(Stored items)

____

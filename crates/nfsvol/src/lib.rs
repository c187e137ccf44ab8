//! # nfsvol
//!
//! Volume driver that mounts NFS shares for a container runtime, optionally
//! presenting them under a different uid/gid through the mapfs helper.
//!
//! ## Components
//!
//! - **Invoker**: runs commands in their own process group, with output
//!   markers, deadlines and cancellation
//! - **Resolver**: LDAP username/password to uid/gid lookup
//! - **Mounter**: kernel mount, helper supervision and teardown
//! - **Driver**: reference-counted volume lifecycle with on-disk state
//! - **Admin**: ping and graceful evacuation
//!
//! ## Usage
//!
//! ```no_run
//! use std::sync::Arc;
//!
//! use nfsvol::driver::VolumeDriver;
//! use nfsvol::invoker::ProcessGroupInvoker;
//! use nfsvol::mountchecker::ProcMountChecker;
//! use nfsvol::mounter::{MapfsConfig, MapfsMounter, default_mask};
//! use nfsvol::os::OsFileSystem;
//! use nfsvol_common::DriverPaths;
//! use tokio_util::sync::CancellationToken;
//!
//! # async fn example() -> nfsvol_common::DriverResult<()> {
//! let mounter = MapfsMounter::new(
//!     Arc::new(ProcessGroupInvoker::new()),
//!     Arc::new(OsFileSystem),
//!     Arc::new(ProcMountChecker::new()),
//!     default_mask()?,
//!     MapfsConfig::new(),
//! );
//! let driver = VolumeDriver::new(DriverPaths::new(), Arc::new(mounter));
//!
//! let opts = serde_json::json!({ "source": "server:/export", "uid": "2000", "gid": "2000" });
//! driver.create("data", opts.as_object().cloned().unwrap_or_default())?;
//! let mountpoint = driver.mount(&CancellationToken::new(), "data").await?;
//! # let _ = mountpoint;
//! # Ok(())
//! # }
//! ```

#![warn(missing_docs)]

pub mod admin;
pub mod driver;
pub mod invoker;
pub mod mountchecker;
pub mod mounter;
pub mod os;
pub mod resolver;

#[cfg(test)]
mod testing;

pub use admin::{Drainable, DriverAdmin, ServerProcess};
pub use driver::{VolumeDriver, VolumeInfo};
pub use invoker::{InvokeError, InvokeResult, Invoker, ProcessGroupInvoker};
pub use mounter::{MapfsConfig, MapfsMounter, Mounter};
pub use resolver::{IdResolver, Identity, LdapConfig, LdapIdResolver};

____

YOUR TASK -
Every line of the data is to be retyped without alteration.

WRITTEN ANSWER -
filename crates/nfsvol/src/lib.rs
repository c187e137ccf44ab8
//! # nfsvol
//!
//! Volume driver that mounts NFS shares for a container runtime, optionally
//! presenting them under a different uid/gid through the mapfs helper.
//!
//! ## Components
//!
//! - **Invoker**: runs commands in their own process group, with output
//!   markers, deadlines and cancellation
//! - **Resolver**: LDAP username/password to uid/gid lookup
//! - **Mounter**: kernel mount, helper supervision and teardown
//! - **Driver**: reference-counted volume lifecycle with on-disk state
//! - **Admin**: ping and graceful evacuation
//!
//! ## Usage
//!
//! ```no_run
//! use std::sync::Arc;
//!
//! use nfsvol::driver::VolumeDriver;
//! use nfsvol::invoker::ProcessGroupInvoker;
//! use nfsvol::mountchecker::ProcMountChecker;
//! use nfsvol::mounter::{MapfsConfig, MapfsMounter, default_mask};
//! use nfsvol::os::OsFileSystem;
//! use nfsvol_common::DriverPaths;
//! use tokio_util::sync::CancellationToken;
//!
//! # async fn example() -> nfsvol_common::DriverResult<()> {
//! let mounter = MapfsMounter::new(
//!     Arc::new(ProcessGroupInvoker::new()),
//!     Arc::new(OsFileSystem),
//!     Arc::new(ProcMountChecker::new()),
//!     default_mask()?,
//!     MapfsConfig::new(),
//! );
//! let driver = VolumeDriver::new(DriverPaths::new(), Arc::new(mounter));
//!
//! let opts = serde_json::json!({ "source": "server:/export", "uid": "2000", "gid": "2000" });
//! driver.create("data", opts.as_object().cloned().unwrap_or_default())?;
//! let mountpoint = driver.mount(&CancellationToken::new(), "data").await?;
//! # let _ = mountpoint;
//! # Ok(())
//! # }
//! ```

#![warn(missing_docs)]

pub mod admin;
pub mod driver;
pub mod invoker;
pub mod mountchecker;
pub mod mounter;
pub mod os;
pub mod resolver;

#[cfg(test)]
mod testing;

pub use admin::{Drainable, DriverAdmin, ServerProcess};
pub use driver::{VolumeDriver, VolumeInfo};
pub use invoker::{InvokeError, InvokeResult, Invoker, ProcessGroupInvoker};
pub use mounter::{MapfsConfig, MapfsMounter, Mounter};
pub use resolver::{IdResolver, Identity, LdapConfig, LdapIdResolver};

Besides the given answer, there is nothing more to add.